WHAT THE TASK REQUIRES – A complete answer includes every line below with the word "ValidationError".

Stored items
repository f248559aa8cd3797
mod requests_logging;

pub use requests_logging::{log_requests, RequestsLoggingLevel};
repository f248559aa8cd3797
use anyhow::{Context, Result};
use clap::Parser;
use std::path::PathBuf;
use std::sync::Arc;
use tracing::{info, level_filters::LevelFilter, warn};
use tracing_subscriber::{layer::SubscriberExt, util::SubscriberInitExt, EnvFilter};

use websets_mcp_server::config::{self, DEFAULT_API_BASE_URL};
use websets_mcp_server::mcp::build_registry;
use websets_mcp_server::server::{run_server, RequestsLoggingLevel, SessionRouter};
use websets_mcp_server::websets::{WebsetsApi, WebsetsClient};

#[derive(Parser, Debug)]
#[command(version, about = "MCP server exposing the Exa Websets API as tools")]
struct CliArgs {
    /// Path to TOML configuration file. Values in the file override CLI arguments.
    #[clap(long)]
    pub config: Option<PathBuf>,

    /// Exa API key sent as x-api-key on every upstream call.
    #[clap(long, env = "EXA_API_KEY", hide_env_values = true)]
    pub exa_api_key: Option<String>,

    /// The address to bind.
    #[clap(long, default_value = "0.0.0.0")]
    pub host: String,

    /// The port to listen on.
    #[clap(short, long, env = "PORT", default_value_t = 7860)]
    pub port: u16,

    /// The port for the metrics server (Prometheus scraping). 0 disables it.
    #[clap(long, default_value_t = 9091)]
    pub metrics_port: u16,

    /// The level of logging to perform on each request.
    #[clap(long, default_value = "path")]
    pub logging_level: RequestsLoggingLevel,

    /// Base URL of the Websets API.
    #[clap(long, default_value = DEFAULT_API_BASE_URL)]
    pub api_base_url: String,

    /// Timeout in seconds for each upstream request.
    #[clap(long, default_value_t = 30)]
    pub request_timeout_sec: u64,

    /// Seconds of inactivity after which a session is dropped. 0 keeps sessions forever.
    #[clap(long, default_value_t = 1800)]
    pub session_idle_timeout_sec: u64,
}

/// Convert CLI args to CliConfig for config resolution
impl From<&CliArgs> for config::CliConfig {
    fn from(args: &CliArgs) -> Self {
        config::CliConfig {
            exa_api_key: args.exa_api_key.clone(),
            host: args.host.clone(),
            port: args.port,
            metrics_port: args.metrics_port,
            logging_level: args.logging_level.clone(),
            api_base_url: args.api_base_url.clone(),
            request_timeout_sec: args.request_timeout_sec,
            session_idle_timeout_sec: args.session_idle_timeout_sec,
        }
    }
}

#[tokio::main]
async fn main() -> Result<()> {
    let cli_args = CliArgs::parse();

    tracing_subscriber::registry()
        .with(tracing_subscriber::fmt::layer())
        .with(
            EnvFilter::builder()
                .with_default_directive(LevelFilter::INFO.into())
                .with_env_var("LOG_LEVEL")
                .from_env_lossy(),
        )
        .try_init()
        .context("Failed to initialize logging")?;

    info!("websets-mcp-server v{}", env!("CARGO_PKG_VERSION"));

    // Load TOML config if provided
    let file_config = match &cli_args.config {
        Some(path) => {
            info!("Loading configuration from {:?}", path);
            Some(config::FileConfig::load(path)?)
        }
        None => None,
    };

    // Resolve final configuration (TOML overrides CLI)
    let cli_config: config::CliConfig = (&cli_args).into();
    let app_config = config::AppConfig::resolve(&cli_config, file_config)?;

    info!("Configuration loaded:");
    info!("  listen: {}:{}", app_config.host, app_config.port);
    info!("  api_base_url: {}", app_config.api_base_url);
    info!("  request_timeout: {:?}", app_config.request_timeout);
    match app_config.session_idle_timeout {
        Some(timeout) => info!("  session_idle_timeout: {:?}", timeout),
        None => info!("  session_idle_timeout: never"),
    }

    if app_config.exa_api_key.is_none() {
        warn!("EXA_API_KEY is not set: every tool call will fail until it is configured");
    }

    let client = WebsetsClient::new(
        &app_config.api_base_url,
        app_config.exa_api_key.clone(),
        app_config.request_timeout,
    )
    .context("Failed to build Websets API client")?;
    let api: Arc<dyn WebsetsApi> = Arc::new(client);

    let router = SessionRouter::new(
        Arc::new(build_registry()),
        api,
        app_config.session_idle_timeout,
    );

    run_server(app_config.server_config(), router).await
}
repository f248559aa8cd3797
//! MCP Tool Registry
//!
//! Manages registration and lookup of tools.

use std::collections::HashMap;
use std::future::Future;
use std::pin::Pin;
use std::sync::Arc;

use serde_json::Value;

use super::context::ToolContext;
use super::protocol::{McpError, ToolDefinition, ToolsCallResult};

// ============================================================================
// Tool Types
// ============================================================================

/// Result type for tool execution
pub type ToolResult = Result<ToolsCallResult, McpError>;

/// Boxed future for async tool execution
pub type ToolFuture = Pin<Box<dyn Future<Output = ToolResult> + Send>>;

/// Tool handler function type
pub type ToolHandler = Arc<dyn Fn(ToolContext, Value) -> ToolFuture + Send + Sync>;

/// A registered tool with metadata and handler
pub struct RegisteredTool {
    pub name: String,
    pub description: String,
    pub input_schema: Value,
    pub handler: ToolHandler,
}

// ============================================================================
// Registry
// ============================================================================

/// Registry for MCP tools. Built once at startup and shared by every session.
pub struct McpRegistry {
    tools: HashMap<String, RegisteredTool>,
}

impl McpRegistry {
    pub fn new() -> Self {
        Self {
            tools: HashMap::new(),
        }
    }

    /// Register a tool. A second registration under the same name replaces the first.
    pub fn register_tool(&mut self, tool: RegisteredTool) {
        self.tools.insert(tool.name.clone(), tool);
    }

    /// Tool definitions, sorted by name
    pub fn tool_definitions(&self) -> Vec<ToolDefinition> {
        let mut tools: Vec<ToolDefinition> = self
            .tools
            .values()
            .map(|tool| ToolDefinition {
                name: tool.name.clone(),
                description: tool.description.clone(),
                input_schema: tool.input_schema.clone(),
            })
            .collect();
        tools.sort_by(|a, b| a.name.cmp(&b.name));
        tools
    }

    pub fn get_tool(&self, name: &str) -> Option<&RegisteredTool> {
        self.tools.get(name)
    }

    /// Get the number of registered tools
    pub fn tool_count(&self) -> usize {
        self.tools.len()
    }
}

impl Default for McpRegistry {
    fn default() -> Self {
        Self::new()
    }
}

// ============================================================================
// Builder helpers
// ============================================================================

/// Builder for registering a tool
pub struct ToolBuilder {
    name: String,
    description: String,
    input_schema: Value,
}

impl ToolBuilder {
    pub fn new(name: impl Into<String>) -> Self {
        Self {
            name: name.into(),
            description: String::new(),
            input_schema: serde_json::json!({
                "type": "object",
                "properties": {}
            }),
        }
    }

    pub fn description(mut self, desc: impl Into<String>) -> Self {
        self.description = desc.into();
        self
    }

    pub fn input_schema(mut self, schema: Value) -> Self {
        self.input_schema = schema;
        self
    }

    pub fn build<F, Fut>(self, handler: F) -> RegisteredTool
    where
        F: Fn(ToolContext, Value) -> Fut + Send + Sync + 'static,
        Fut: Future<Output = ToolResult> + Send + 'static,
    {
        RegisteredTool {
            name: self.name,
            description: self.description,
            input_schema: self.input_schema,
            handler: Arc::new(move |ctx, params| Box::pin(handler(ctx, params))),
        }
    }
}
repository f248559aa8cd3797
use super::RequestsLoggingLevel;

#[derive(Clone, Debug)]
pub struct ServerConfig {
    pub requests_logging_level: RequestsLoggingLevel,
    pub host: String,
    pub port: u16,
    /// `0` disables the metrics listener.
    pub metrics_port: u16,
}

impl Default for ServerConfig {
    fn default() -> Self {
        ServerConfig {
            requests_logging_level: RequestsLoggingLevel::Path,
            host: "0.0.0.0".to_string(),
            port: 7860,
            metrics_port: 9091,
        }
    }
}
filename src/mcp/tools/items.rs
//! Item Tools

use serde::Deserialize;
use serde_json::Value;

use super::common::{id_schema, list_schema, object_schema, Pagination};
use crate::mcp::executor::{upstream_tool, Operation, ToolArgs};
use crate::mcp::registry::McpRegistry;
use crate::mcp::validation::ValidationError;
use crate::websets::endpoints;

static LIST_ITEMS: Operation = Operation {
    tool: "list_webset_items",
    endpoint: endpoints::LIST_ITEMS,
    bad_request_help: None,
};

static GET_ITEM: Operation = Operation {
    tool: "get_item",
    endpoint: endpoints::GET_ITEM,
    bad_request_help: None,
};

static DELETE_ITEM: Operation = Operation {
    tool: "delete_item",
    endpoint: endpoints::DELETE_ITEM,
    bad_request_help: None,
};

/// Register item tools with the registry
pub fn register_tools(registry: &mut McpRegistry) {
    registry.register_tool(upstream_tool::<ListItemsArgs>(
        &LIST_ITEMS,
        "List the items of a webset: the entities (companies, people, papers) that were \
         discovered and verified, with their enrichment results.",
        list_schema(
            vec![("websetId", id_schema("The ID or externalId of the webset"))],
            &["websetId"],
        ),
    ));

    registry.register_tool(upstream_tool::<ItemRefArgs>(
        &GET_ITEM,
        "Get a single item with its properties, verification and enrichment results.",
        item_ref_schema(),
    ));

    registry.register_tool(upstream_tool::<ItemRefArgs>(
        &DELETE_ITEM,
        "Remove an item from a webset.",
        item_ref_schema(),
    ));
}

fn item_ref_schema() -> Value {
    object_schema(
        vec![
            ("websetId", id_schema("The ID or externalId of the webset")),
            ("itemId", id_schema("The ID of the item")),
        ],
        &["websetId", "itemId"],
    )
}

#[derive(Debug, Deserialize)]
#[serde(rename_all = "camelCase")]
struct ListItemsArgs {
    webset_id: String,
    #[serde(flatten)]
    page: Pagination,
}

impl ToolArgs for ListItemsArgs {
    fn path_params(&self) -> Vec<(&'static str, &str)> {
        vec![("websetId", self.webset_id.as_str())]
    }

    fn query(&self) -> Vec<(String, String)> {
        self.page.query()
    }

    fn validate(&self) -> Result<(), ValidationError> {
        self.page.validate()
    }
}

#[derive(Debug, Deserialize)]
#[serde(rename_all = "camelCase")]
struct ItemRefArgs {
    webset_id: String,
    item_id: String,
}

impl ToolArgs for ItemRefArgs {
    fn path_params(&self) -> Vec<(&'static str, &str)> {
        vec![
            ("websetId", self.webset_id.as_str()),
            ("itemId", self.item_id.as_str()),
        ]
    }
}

EXERCISE RESULT –
use crate::mcp::validation::ValidationError;
    fn validate(&self) -> Result<(), ValidationError> {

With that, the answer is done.